A more advanced DIY solution: You can buy up a few LiFePo4 batteries, plus the necessary inverter/charge controllers -- and wire your own apartment-friendly DIY setup at a bigger wattage (2000-3000 watt-hours) for less per watt hour than a Jackery. If you don't mind waiting 2-3 months you can buy off places like Alibaba and get it shipped by a freight forwarder (ala slow boat).
And could be great if you live in certain countries (China) and have access to cheap domestic LiFePo4 battery packs, which are much safer than Li-On or Li-Poly batteries. But LiFePo4 battery packs sometimes look industrial or looks like ugly car batteries. And starts to become an industrial size/scale a landlord may frown on, unless you box it up in a nice innocent casing/pushcart/etc that blends in your place. But, this would be your route if you didn't mind a roll-your-own DIY solution rather than a rookie solution.
LiFePo4 = Lithium Iron Phosphate
- Very cheap at only a few hundred per kwh!
- Heavier but Safer (ideal for offgriding)
- Doesn't catch fire easily
- Tolerates deep cycling
- Does more charge-discharge cycles (thousands!)
- No conflict minerals
Middle Option: 5 kWh generic clone of "Tesla PowerWall" for ~$2000-$3000 for all-day gaming
You can get approximately 5 kilowatt-hour lithium battery (cheap Tesla PowerWalls for you!) for only $1500 from Alibaba and Aliexpress including an inverter. Then add the freight shipping as necessary. 5000 kilowatt hour is enough for about ~12 hours of RTX 3080 gaming even with an 55" LG CX OLED.
Generic clones of Tesla PowerWalls now exist with LiFePo4 batteries, if you import them from a country such as China. Do make sure you double check they are the safer lithium batteries.
You just need to do but you're going to have a very jump-the-hoop ordering experience (you have to communicate to them like a business, be patient, because you're buying 1 sample from a company that usually sells them in quantities of 100 or more), and being heavy units, freight shipping is slow rather than 1-day Amazon Prime that you can get a 1000-watt-hour Jackery Power Station
literally overnight.
But yes, you can build your own cheap 5000-watt-hour "Tesla PowerWall clone" system for your computer room for only about $2000 if you have enough electrician DIY. Basically a one-room-only "DIY PowerWall on Wheels" that is landlord-safe, for all-day offgrid gaming.

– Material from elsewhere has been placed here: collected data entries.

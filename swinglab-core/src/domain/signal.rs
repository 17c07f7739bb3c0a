//! Signal: a setup's trigger predicate held at a bar.

use chrono::NaiveDate;
use serde::{Deserialize, Serialize};

use super::ids::SignalId;

/// An immutable record that a setup fired at `bar_index` of a symbol's series.
///
/// Signals describe the market event only. Whether a trade follows is decided
/// by the simulator (entry bar must exist, risk must be positive) and, in
/// portfolio mode, by the allocator.
#[derive(Debug, Clone, PartialEq, Serialize, Deserialize)]
pub struct Signal {
    pub signal_id: SignalId,
    pub symbol: String,
    pub setup_name: String,
    pub bar_index: usize,
    pub signal_ts: NaiveDate,
}

impl Signal {
    pub fn new(symbol: &str, setup_name: &str, bar_index: usize, signal_ts: NaiveDate) -> Self {
        Self {
            signal_id: SignalId::derive(symbol, setup_name, signal_ts),
            symbol: symbol.to_string(),
            setup_name: setup_name.to_string(),
            bar_index,
            signal_ts,
        }
    }
}
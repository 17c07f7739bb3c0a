//! Property tests for simulator invariants.
//!
//! Uses proptest to verify, over random bar series and every setup:
//! 1. stop_price < entry_price for every produced trade
//! 2. Stop-loss exits carry exactly -1R, take-profit exits exactly +risk_multiple
//! 3. Time-stop exits agree with their outcome label
//! 4. The exit never lands beyond the time stop or before the entry

use chrono::NaiveDate;
use proptest::prelude::*;
use swinglab_core::domain::{Bar, ExitReason, Outcome};
use swinglab_core::{simulate_trade, SetupRegistry, SignalDetector, SimulationParams};

// ── Strategies (proptest) ────────────────────────────────────────────

/// (daily return, open gap, upper wick, lower wick) per bar.
fn arb_bar_steps() -> impl Strategy<Value = Vec<(f64, f64, f64, f64)>> {
    prop::collection::vec(
        (-0.04..0.04_f64, -0.01..0.01_f64, 0.0..0.02_f64, 0.0..0.02_f64),
        3..80,
    )
}

fn arb_risk_multiple() -> impl Strategy<Value = f64> {
    (0.25..4.0_f64).prop_map(|r| (r * 4.0).round() / 4.0)
}

fn build_bars(steps: &[(f64, f64, f64, f64)]) -> Vec<Bar> {
    let base = NaiveDate::from_ymd_opt(2024, 1, 2).unwrap();
    let mut price = 100.0_f64;
    steps
        .iter()
        .enumerate()
        .map(|(i, &(ret, gap, up, down))| {
            let open = price * (1.0 + gap);
            let close = open * (1.0 + ret);
            price = close;
            Bar {
                symbol: "PROP".into(),
                date: base + chrono::Duration::days(i as i64),
                open,
                high: open.max(close) * (1.0 + up),
                low: open.min(close) * (1.0 - down),
                close,
                volume: 1000,
            }
        })
        .collect()
}

// ── Trade invariants ─────────────────────────────────────────────────

proptest! {
    #[test]
    fn every_trade_respects_exit_invariants(
        steps in arb_bar_steps(),
        risk_multiple in arb_risk_multiple(),
        time_stop_days in 1usize..10,
    ) {
        let bars = build_bars(&steps);
        let registry = SetupRegistry::with_defaults();
        let params = SimulationParams::new(risk_multiple, time_stop_days).unwrap();
        let detector = SignalDetector::new(registry.resolve(&registry.names()).unwrap(), None);

        for signal in detector.detect_all(&bars) {
            let setup = registry.get(&signal.setup_name).unwrap();
            let Some(trade) = simulate_trade(&bars, signal.bar_index, setup.as_ref(), &params) else {
                continue;
            };

            prop_assert!(trade.stop_price < trade.entry_price);
            prop_assert!(trade.risk() > 0.0);
            prop_assert_eq!(trade.entry_ts, bars[signal.bar_index + 1].date);
            prop_assert!(trade.exit_ts >= trade.entry_ts);

            let max_exit = (bars.len() - 1).min(signal.bar_index + 1 + time_stop_days);
            prop_assert!(trade.exit_ts <= bars[max_exit].date);

            match trade.exit_reason {
                ExitReason::StopLoss => {
                    prop_assert_eq!(trade.r_multiple, -1.0);
                    prop_assert_eq!(trade.exit_price, trade.stop_price);
                    prop_assert_eq!(trade.outcome, Outcome::Loss);
                }
                ExitReason::TakeProfit => {
                    prop_assert_eq!(trade.r_multiple, risk_multiple);
                    prop_assert_eq!(trade.exit_price, trade.target_price);
                    prop_assert_eq!(trade.outcome, Outcome::Win);
                }
                ExitReason::TimeStopWin => {
                    prop_assert!(trade.r_multiple > 0.0);
                    prop_assert_eq!(trade.outcome, Outcome::Win);
                }
                ExitReason::TimeStopLoss => {
                    prop_assert!(trade.r_multiple < 0.0);
                    prop_assert_eq!(trade.outcome, Outcome::Loss);
                }
                ExitReason::TimeStopScratch => {
                    prop_assert_eq!(trade.r_multiple, 0.0);
                    prop_assert_eq!(trade.outcome, Outcome::Scratch);
                }
            }
        }
    }

    /// Target sits exactly risk_multiple risk-units above entry.
    #[test]
    fn target_is_entry_plus_multiple_of_risk(
        steps in arb_bar_steps(),
        risk_multiple in arb_risk_multiple(),
    ) {
        let bars = build_bars(&steps);
        let registry = SetupRegistry::with_defaults();
        let params = SimulationParams::new(risk_multiple, 5).unwrap();
        for name in registry.names() {
            let setup = registry.get(&name).unwrap();
            for i in setup.min_index()..bars.len() {
                if let Some(t) = simulate_trade(&bars, i, setup.as_ref(), &params) {
                    let expected = t.entry_price + risk_multiple * (t.entry_price - t.stop_price);
                    prop_assert!((t.target_price - expected).abs() < 1e-9);
                }
            }
        }
    }
}

// ── Scenario ─────────────────────────────────────────────────────────

/// Three bars, close[1] > high[0]: breakout fires at 1, enters at open[2],
/// and bar 2 reaches the target without touching the stop.
#[test]
fn three_bar_breakout_hits_target() {
    let steps = [
        (100.0, 102.0, 99.0, 101.0),
        (101.0, 104.0, 100.5, 103.0),
        (104.0, 116.0, 103.0, 104.0),
    ];
    let base = NaiveDate::from_ymd_opt(2024, 1, 2).unwrap();
    let bars: Vec<Bar> = steps
        .iter()
        .enumerate()
        .map(|(i, &(open, high, low, close))| Bar {
            symbol: "SPY".into(),
            date: base + chrono::Duration::days(i as i64),
            open,
            high,
            low,
            close,
            volume: 0,
        })
        .collect();

    let registry = SetupRegistry::with_defaults();
    let setup = registry.get("PrevDayBreakout").unwrap();
    let detector = SignalDetector::new(vec![setup.clone()], None);
    let signals = detector.detect_all(&bars);
    assert_eq!(signals.len(), 1);
    assert_eq!(signals[0].bar_index, 1);

    let params = SimulationParams::new(2.0, 5).unwrap();
    let trade = simulate_trade(&bars, 1, setup.as_ref(), &params).unwrap();
    assert_eq!(trade.entry_price, 104.0);
    assert_eq!(trade.exit_reason, ExitReason::TakeProfit);
    assert_eq!(trade.exit_reason.to_string(), "TP hit");
    assert_eq!(trade.r_multiple, 2.0);
}
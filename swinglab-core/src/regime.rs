//! Regime filter: trend/range classification from two simple moving averages.
//!
//! The fast and slow SMAs of close are taken over the trailing windows that end
//! at the evaluated bar. Fast above slow is a trend, fast below slow is a range,
//! equal is neutral. With fewer than `slow_window` bars the regime is undefined.
//! Neutral and undefined regimes reject every setup.

use serde::{Deserialize, Serialize};
use std::fmt;

use crate::domain::Bar;
use crate::error::ContractError;
use crate::setups::Setup;

/// Market regime at a bar.
#[derive(Debug, Clone, Copy, PartialEq, Eq, Serialize, Deserialize)]
#[serde(rename_all = "lowercase")]
pub enum Regime {
    Trend,
    Range,
    Neutral,
}

impl fmt::Display for Regime {
    fn fmt(&self, f: &mut fmt::Formatter<'_>) -> fmt::Result {
        let s = match self {
            Self::Trend => "trend",
            Self::Range => "range",
            Self::Neutral => "neutral",
        };
        f.write_str(s)
    }
}

/// Simple moving average of close over the `window` bars ending at `end` (inclusive).
///
/// Returns `None` when fewer than `window` bars are available or any close is NaN.
pub fn trailing_sma(bars: &[Bar], end: usize, window: usize) -> Option<f64> {
    if window == 0 || end >= bars.len() || end + 1 < window {
        return None;
    }
    let slice = &bars[end + 1 - window..=end];
    let mut sum = 0.0;
    for bar in slice {
        if bar.close.is_nan() {
            return None;
        }
        sum += bar.close;
    }
    Some(sum / window as f64)
}

/// Validated fast/slow SMA regime filter.
#[derive(Debug, Clone, Copy, PartialEq)]
pub struct RegimeFilter {
    fast_window: usize,
    slow_window: usize,
}

impl RegimeFilter {
    pub fn new(fast_window: usize, slow_window: usize) -> Result<Self, ContractError> {
        if fast_window < 1 || slow_window <= fast_window {
            return Err(ContractError::InvalidRegimeWindows {
                fast: fast_window,
                slow: slow_window,
            });
        }
        Ok(Self {
            fast_window,
            slow_window,
        })
    }

    pub fn default_params() -> Self {
        Self {
            fast_window: 20,
            slow_window: 50,
        }
    }

    pub fn fast_window(&self) -> usize {
        self.fast_window
    }

    pub fn slow_window(&self) -> usize {
        self.slow_window
    }

    /// Classify bar `i`. `None` means not enough history.
    pub fn classify(&self, bars: &[Bar], i: usize) -> Option<Regime> {
        let fast = trailing_sma(bars, i, self.fast_window)?;
        let slow = trailing_sma(bars, i, self.slow_window)?;
        Some(if fast > slow {
            Regime::Trend
        } else if fast < slow {
            Regime::Range
        } else {
            Regime::Neutral
        })
    }

    /// Whether a setup may fire under the given classification.
    pub fn allows(setup: &dyn Setup, regime: Option<Regime>) -> bool {
        match regime {
            Some(Regime::Neutral) | None => false,
            Some(r) => r == setup.required_regime(),
        }
    }
}

#[cfg(test)]
mod tests {
    use super::*;
    use crate::setups::{MeanReversion, PrevDayBreakout, TwoDayBreakout};
    use chrono::NaiveDate;

    fn make_bars_with_close(closes: &[f64]) -> Vec<Bar> {
        let base_date = NaiveDate::from_ymd_opt(2024, 1, 2).unwrap();
        closes
            .iter()
            .enumerate()
            .map(|(i, &close)| Bar {
                symbol: "SPY".to_string(),
                date: base_date + chrono::Duration::days(i as i64),
                open: close - 0.5,
                high: close + 2.0,
                low: close - 2.0,
                close,
                volume: 1000,
            })
            .collect()
    }

    #[test]
    fn rejects_bad_windows() {
        assert!(RegimeFilter::new(0, 5).is_err());
        assert!(RegimeFilter::new(5, 5).is_err());
        assert!(RegimeFilter::new(6, 5).is_err());
        assert!(RegimeFilter::new(2, 5).is_ok());
    }

    #[test]
    fn trailing_sma_uses_window_ending_at_index() {
        let bars = make_bars_with_close(&[1.0, 2.0, 3.0, 4.0, 100.0]);
        assert_eq!(trailing_sma(&bars, 3, 2), Some(3.5));
        assert_eq!(trailing_sma(&bars, 1, 3), None);
    }

    #[test]
    fn rising_closes_are_trend() {
        let bars = make_bars_with_close(&[10.0, 11.0, 12.0, 13.0, 14.0]);
        let filter = RegimeFilter::new(2, 4).unwrap();
        assert_eq!(filter.classify(&bars, 4), Some(Regime::Trend));
        assert!(RegimeFilter::allows(&PrevDayBreakout, Some(Regime::Trend)));
        assert!(RegimeFilter::allows(&TwoDayBreakout, Some(Regime::Trend)));
        assert!(!RegimeFilter::allows(&MeanReversion, Some(Regime::Trend)));
    }

    #[test]
    fn falling_closes_are_range() {
        let bars = make_bars_with_close(&[14.0, 13.0, 12.0, 11.0, 10.0]);
        let filter = RegimeFilter::new(2, 4).unwrap();
        assert_eq!(filter.classify(&bars, 4), Some(Regime::Range));
        assert!(RegimeFilter::allows(&MeanReversion, Some(Regime::Range)));
        assert!(!RegimeFilter::allows(&PrevDayBreakout, Some(Regime::Range)));
    }

    #[test]
    fn flat_is_neutral_and_rejects_everything() {
        let bars = make_bars_with_close(&[10.0; 6]);
        let filter = RegimeFilter::new(2, 4).unwrap();
        assert_eq!(filter.classify(&bars, 5), Some(Regime::Neutral));
        assert!(!RegimeFilter::allows(&PrevDayBreakout, Some(Regime::Neutral)));
        assert!(!RegimeFilter::allows(&MeanReversion, Some(Regime::Neutral)));
    }

    #[test]
    fn insufficient_history_is_undefined() {
        let bars = make_bars_with_close(&[10.0, 11.0, 12.0]);
        let filter = RegimeFilter::new(2, 4).unwrap();
        assert_eq!(filter.classify(&bars, 2), None);
        assert!(!RegimeFilter::allows(&PrevDayBreakout, None));
    }

    #[test]
    fn classification_ignores_future_bars() {
        let bars = make_bars_with_close(&[10.0, 11.0, 12.0, 13.0, 14.0, 1.0, 1.0]);
        let filter = RegimeFilter::new(2, 4).unwrap();
        assert_eq!(
            filter.classify(&bars, 4),
            filter.classify(&bars[..5], 4)
        );
    }
}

This is a bit overkill if you're only 50-50 sure it's your electricity. You'll need to buy a cart and make sure these are very safe lithium chemistries that won't catch fire -- LiFePo4 is what I would recommend for offgridding, as they resist deep cycling (charge-discharge cycles).
Mind you, sometimes it's just easier to test with a Jackery first (smaller investment, quick test), or even a cheap low-watt-hour 750-watt-sustained UPS that gives you about 5 minutes of playtime for offgrid testing's sake.

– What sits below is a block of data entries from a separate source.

use chrono::NaiveDate;
use serde::{Deserialize, Serialize};
use std::fmt;

/// Deterministic signal ID: BLAKE3 over symbol, setup name and signal date.
///
/// The allocator uses it as the last tie-break key, so the same signal must
/// hash to the same ID on every run and platform.
#[derive(Debug, Clone, PartialEq, Eq, PartialOrd, Ord, Hash, Serialize, Deserialize)]
#[serde(transparent)]
pub struct SignalId(pub String);

impl SignalId {
    /// Hex characters kept from the full digest.
    pub const LEN: usize = 16;

    pub fn derive(symbol: &str, setup_name: &str, signal_date: NaiveDate) -> Self {
        let canonical = format!("{symbol}|{setup_name}|{signal_date}");
        let hex = blake3::hash(canonical.as_bytes()).to_hex();
        Self(hex[..Self::LEN].to_string())
    }
}

impl fmt::Display for SignalId {
    fn fmt(&self, f: &mut fmt::Formatter<'_>) -> fmt::Result {
        write!(f, "{}", self.0)
    }
}

#[cfg(test)]
mod tests {
    use super::*;

    fn d(day: u32) -> NaiveDate {
        NaiveDate::from_ymd_opt(2024, 3, day).unwrap()
    }

    #[test]
    fn derive_is_deterministic() {
        let a = SignalId::derive("SPY", "PrevDayBreakout_D1", d(4));
        let b = SignalId::derive("SPY", "PrevDayBreakout_D1", d(4));
        assert_eq!(a, b);
        assert_eq!(a.0.len(), SignalId::LEN);
    }

    #[test]
    fn derive_changes_with_inputs() {
        let base = SignalId::derive("SPY", "PrevDayBreakout_D1", d(4));
        assert_ne!(base, SignalId::derive("QQQ", "PrevDayBreakout_D1", d(4)));
        assert_ne!(base, SignalId::derive("SPY", "MeanReversion_D1", d(4)));
        assert_ne!(base, SignalId::derive("SPY", "PrevDayBreakout_D1", d(5)));
    }
}
//! Bar: one completed daily OHLC record for a symbol.

use chrono::NaiveDate;
use serde::{Deserialize, Serialize};

/// Daily OHLC bar for a single symbol.
///
/// A series handed to the detector or simulator is ordered by `date` and holds
/// at most one bar per date.
#[derive(Debug, Clone, PartialEq, Serialize, Deserialize)]
pub struct Bar {
    pub symbol: String,
    pub date: NaiveDate,
    pub open: f64,
    pub high: f64,
    pub low: f64,
    pub close: f64,
    #[serde(default)]
    pub volume: u64,
}

impl Bar {
    /// Returns true if any OHLC field is NaN.
    pub fn is_void(&self) -> bool {
        self.open.is_nan() || self.high.is_nan() || self.low.is_nan() || self.close.is_nan()
    }

    /// Basic OHLC sanity check: high >= low, open/close inside the range, prices positive.
    pub fn is_sane(&self) -> bool {
        if self.is_void() {
            return false;
        }
        self.high >= self.low
            && self.high >= self.open
            && self.high >= self.close
            && self.low <= self.open
            && self.low <= self.close
            && self.open > 0.0
            && self.close > 0.0
    }
}

/// Sort bars by date and drop duplicate dates (first occurrence wins).
pub fn normalize_series(mut bars: Vec<Bar>) -> Vec<Bar> {
    bars.sort_by_key(|b| b.date);
    bars.dedup_by_key(|b| b.date);
    bars
}
//! Plain-text summaries for terminal output.

use crate::backtest::BacktestResult;
use crate::metrics::{PeriodStats, TradeRollup, TradeStats};
use crate::portfolio::PortfolioRun;

fn stats_line(label: &str, stats: &TradeStats) -> String {
    format!(
        "{label:<14} trades={} win_rate={:.1}% avg_r={:+.3} median_r={:+.3} best_r={:+.2} worst_r={:+.2}\n",
        stats.total_trades,
        stats.win_rate * 100.0,
        stats.avg_r,
        stats.median_r,
        stats.best_r,
        stats.worst_r
    )
}

/// One line per backtest result.
pub fn backtest_summary(result: &BacktestResult) -> String {
    let window = match result.recent_days {
        Some(days) => format!("{days}d"),
        None => format!("{}..{}", result.start, result.end),
    };
    let label = format!("{} {} {}", result.symbol, result.setup_name, window);
    let mut out = format!(
        "{label}: bars={} signals={}\n",
        result.bar_count, result.signal_count
    );
    out.push_str(&stats_line("  stats", &result.stats));
    out
}

/// Tabular batch summary, one row per result.
pub fn batch_summary(results: &[BacktestResult]) -> String {
    let mut out = format!(
        "{:<8} {:<22} {:>6} {:>7} {:>8} {:>8} {:>8}\n",
        "symbol", "setup", "window", "trades", "win%", "avg_r", "med_r"
    );
    for r in results {
        let window = r
            .recent_days
            .map(|d| format!("{d}d"))
            .unwrap_or_else(|| "-".into());
        out.push_str(&format!(
            "{:<8} {:<22} {:>6} {:>7} {:>7.1}% {:>+8.3} {:>+8.3}\n",
            r.symbol,
            r.setup_name,
            window,
            r.stats.total_trades,
            r.stats.win_rate * 100.0,
            r.stats.avg_r,
            r.stats.median_r
        ));
    }
    out
}

fn period_block(title: &str, rows: &[PeriodStats]) -> String {
    let mut out = format!("{title}\n");
    for row in rows {
        out.push_str(&format!(
            "  {:<8} trades={:<4} win_rate={:>5.1}% avg_r={:+.3}\n",
            row.period,
            row.trades,
            row.win_rate * 100.0,
            row.avg_r
        ));
    }
    out
}

/// Overall stats plus yearly and monthly rollups.
pub fn rollup_summary(stats: &TradeStats, rollup: &TradeRollup) -> String {
    let mut out = stats_line("overall", stats);
    out.push('\n');
    out.push_str(&period_block("yearly", &rollup.yearly));
    out.push('\n');
    out.push_str(&period_block("monthly", &rollup.monthly));
    out
}

/// Executed and skipped counts, skip reasons, fill rate, constrained vs unconstrained.
pub fn portfolio_summary(run: &PortfolioRun) -> String {
    let s = &run.allocation.summary;
    let mut out = format!(
        "signals={} candidates={} cohorts={} executed={} skipped={} fill_rate={:.1}%\n",
        run.signals.len(),
        s.total_candidates,
        s.cohort_count,
        s.executed_count,
        s.skipped_count,
        s.fill_rate * 100.0
    );
    if !s.skip_reasons.is_empty() {
        out.push_str("skip reasons:\n");
        for (reason, count) in &s.skip_reasons {
            out.push_str(&format!("  {reason:<20} {count}\n"));
        }
    }
    out.push_str(&stats_line("constrained", &s.constrained));
    out.push_str(&stats_line("unconstrained", &s.unconstrained));
    if !run.skipped_symbols.is_empty() {
        out.push_str(&format!("no data: {}\n", run.skipped_symbols.join(", ")));
    }
    out
}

nyxo100 wrote: ↑06 Sep 2021, 08:33
there is out there a power station with more power ? 3 hours for me is short time hehe
If you want to spend more money and/or more time, definitely yes.
You can build your own "Tesla PowerWall" clone for about $2000-$3000 that gives you all-day gaming from even an RTX SLI system.

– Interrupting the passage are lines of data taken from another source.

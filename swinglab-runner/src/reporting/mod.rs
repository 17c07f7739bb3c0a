//! Report rendering: markdown for assessments, plain text for terminal
//! summaries, JSON manifests for portfolio runs.

pub mod manifest;
pub mod markdown;
pub mod summary;

pub use manifest::{write_manifest, PortfolioManifest};
pub use markdown::AssessmentReportGenerator;
pub use summary::{backtest_summary, batch_summary, portfolio_summary, rollup_summary};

Google-Fu for alibaba.com and aliexpress.com "powerwall", "lithium iron phosphate", "offgrid battery"
Example:
https://www.alibaba.com/product-detail/ ... 35582.html
(IMPORTANT / DISCLAIMER: SEARCH EXAMPLE, NOT AN ENDORSEMENT, I DONT KNOW IF THIS IS ONE OF THOSE "SAFE" ONES)
These chinese bazaars add things like "tesla powerwall" in their names, even though it's just a cheap clone using chinese-made LiFePo4 batteries. While some chinese batteries are really safe, others have their risks. Do your research, test/inspect, check factory certifications, check ratings like UL/CSA (some are faked, some are real), and get safety precautions. Also, some of them have crappy cheap inverters that generates a lot of interference. Also, you will have to be your repairperson (can't easily money-back). Do your homework!